**WORK ORDER**
Every line from the beginning of the data through the line containing "is stale. Stale" should be reproduced exactly, and no further lines should be output.

#### SOURCE MATERIAL ####

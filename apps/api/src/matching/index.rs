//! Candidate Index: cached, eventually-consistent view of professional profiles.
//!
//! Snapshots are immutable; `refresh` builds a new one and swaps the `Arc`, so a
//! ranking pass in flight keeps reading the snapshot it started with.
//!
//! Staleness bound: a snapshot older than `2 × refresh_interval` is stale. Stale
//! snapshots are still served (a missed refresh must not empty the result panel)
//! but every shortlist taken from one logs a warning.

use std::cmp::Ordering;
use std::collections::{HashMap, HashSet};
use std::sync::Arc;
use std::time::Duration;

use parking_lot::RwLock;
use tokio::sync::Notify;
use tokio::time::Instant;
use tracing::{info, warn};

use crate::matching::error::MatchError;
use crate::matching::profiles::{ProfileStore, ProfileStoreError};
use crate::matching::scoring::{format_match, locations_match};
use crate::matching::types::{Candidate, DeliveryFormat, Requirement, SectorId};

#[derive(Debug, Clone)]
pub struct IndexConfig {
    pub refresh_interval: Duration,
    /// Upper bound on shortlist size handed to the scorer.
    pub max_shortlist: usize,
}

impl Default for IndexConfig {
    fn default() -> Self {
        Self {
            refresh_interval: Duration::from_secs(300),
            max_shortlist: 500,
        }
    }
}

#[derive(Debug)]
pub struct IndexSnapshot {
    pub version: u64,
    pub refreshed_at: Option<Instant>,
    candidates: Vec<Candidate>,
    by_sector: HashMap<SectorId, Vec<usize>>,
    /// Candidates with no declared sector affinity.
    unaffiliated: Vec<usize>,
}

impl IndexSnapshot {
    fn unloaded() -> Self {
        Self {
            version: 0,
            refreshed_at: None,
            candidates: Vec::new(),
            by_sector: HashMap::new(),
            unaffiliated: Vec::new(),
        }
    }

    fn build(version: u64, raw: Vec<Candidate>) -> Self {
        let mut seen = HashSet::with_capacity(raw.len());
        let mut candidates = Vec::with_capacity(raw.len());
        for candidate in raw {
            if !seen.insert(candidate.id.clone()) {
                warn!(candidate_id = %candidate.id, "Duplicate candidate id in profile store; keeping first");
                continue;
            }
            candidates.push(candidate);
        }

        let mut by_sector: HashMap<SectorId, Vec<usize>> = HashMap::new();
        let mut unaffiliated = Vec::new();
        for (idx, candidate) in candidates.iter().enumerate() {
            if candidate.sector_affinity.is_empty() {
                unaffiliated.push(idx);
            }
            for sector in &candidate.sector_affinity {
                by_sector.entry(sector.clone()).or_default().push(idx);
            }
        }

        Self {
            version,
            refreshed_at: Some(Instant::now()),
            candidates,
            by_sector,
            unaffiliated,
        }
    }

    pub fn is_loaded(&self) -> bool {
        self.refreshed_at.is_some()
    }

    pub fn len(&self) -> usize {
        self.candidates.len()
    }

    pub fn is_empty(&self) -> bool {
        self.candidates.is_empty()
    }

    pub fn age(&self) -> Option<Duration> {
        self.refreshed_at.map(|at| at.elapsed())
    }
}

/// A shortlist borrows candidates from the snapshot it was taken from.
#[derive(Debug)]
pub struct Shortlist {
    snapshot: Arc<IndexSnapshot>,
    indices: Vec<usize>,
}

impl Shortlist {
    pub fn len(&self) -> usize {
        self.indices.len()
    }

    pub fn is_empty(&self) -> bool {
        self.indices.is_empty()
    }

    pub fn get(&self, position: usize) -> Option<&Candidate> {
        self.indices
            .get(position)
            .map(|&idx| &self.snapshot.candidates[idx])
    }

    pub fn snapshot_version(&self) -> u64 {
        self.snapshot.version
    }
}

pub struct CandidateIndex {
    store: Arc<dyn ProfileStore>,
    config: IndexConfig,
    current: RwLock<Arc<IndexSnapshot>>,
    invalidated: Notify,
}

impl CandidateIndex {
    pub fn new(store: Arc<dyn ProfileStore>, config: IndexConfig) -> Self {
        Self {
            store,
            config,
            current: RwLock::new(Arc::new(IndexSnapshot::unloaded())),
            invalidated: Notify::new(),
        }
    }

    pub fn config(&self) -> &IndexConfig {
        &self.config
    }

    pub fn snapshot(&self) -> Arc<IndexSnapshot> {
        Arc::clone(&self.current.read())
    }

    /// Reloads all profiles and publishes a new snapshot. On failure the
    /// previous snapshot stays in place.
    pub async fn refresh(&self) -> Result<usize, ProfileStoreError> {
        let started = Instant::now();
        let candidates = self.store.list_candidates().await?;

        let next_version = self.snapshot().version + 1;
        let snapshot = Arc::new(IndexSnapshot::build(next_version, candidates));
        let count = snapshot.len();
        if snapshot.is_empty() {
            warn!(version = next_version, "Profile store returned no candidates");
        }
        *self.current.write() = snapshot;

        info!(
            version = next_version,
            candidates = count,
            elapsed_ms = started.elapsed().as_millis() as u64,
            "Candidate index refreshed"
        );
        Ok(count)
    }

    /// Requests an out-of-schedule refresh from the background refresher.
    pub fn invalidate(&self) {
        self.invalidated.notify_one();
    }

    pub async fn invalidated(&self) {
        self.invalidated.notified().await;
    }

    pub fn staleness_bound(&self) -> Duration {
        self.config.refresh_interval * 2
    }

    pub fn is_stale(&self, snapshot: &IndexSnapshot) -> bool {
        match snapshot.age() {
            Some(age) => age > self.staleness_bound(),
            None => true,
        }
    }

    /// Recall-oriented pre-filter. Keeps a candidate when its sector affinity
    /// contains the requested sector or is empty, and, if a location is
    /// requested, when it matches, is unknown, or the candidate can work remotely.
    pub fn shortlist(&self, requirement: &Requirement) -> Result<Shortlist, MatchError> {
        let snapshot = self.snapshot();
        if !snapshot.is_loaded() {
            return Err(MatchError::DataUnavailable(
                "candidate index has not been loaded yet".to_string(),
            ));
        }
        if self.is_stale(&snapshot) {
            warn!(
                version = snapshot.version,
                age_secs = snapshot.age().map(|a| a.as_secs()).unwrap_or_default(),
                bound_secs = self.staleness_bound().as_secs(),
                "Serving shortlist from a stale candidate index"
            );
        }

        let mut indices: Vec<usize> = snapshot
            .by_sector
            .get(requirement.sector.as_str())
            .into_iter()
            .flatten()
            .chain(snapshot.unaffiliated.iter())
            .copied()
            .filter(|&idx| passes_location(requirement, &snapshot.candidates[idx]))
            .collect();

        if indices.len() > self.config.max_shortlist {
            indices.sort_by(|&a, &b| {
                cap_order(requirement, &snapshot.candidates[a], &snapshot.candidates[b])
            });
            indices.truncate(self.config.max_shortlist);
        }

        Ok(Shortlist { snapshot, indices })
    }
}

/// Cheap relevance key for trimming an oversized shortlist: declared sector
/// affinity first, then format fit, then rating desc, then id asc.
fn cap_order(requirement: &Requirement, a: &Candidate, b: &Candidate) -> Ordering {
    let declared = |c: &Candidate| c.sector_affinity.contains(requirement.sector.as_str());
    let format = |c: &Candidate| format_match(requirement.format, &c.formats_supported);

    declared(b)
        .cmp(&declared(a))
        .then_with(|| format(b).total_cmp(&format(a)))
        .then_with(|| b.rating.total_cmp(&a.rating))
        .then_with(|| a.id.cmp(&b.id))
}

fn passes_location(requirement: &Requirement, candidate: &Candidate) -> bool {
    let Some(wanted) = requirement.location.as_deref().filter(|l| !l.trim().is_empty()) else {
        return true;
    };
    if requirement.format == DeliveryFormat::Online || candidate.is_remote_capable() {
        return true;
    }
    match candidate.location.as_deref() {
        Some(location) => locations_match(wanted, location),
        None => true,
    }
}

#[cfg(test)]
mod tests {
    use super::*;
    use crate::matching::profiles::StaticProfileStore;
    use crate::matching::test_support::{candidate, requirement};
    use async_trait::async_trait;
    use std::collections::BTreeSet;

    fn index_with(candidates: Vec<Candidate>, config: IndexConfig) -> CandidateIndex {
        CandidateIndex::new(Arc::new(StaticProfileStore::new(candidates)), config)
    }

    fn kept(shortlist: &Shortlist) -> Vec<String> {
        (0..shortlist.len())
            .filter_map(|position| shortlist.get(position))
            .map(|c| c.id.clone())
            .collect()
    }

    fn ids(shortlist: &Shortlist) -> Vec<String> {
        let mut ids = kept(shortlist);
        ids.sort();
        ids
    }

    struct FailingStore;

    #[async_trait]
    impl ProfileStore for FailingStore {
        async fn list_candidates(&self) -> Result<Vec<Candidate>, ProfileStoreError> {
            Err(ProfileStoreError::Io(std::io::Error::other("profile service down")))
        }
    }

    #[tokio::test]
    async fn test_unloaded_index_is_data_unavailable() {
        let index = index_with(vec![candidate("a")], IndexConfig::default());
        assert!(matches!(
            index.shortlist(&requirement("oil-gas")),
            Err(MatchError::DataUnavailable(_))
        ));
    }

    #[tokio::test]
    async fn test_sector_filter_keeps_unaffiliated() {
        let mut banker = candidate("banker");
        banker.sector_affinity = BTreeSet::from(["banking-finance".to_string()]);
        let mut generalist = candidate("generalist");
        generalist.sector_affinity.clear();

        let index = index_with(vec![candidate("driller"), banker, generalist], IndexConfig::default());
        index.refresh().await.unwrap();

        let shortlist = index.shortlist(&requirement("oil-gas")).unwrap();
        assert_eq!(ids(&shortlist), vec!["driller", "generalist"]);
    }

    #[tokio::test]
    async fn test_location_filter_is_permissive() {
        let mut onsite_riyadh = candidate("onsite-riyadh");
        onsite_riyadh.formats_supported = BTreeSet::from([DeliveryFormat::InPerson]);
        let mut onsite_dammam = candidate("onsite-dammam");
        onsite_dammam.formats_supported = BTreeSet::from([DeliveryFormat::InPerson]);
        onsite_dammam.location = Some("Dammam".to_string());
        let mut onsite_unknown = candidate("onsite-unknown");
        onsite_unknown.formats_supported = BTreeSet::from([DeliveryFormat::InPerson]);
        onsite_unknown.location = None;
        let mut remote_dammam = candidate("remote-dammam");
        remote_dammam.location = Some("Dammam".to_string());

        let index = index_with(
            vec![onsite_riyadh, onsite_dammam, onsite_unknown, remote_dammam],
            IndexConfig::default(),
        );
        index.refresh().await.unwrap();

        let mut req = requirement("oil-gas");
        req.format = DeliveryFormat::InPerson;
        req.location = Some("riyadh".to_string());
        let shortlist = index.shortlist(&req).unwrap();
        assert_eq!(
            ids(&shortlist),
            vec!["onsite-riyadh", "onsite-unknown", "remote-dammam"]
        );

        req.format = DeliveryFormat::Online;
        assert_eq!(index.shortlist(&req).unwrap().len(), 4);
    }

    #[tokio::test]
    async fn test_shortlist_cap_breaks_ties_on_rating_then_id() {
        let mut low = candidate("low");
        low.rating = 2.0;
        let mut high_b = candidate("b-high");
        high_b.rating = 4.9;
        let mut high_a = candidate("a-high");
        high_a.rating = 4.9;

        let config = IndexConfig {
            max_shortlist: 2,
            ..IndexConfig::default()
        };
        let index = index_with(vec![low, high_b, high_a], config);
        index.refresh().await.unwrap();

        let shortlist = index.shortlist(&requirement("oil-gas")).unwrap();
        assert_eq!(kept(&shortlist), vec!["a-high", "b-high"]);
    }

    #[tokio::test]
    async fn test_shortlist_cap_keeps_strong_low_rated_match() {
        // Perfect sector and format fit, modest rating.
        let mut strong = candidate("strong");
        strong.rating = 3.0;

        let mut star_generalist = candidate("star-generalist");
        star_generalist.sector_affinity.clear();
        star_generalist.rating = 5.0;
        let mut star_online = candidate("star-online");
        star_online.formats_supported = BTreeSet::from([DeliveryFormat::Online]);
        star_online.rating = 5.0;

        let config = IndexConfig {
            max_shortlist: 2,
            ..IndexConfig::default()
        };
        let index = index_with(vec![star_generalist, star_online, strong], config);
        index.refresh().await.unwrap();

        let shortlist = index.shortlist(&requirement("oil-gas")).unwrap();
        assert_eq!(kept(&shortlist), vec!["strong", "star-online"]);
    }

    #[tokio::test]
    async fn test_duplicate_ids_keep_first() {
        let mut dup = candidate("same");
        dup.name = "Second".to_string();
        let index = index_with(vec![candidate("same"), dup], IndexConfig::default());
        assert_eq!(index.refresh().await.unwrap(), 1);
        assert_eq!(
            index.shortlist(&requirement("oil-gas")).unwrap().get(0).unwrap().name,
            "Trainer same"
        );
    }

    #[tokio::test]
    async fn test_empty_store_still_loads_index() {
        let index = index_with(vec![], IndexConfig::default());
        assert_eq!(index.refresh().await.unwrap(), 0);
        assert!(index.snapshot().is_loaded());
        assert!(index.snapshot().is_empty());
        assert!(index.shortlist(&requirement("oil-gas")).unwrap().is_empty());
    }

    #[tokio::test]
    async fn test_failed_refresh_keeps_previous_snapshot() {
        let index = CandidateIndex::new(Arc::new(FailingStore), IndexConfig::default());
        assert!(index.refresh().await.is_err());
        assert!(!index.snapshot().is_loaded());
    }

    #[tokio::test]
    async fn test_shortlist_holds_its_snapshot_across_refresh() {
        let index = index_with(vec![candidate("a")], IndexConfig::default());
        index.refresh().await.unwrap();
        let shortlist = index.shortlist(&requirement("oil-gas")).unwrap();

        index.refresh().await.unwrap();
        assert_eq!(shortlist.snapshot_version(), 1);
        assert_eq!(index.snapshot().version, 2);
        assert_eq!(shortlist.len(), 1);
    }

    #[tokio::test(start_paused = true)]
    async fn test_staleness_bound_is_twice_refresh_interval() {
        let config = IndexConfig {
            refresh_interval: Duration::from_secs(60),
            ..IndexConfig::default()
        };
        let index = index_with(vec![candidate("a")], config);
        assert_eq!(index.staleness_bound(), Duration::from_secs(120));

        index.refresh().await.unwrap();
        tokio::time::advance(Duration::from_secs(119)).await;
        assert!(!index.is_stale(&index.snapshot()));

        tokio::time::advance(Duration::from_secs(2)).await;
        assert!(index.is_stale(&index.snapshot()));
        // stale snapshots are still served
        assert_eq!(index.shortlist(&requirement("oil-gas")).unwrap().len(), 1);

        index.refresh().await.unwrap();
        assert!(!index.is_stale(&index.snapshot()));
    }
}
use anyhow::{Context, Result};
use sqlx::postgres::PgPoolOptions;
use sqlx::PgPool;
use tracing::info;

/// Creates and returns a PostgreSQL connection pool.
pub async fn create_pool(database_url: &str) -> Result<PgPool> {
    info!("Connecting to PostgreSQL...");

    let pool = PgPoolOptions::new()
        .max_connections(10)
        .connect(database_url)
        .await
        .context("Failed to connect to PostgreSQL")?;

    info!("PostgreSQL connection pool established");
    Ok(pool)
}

####

**SOLUTION FOR THIS EXERCISE**
filename apps/api/src/matching/index.rs
//! Candidate Index: cached, eventually-consistent view of professional profiles.
//!
//! Snapshots are immutable; `refresh` builds a new one and swaps the `Arc`, so a
//! ranking pass in flight keeps reading the snapshot it started with.
//!
//! Staleness bound: a snapshot older than `2 × refresh_interval` is stale. Stale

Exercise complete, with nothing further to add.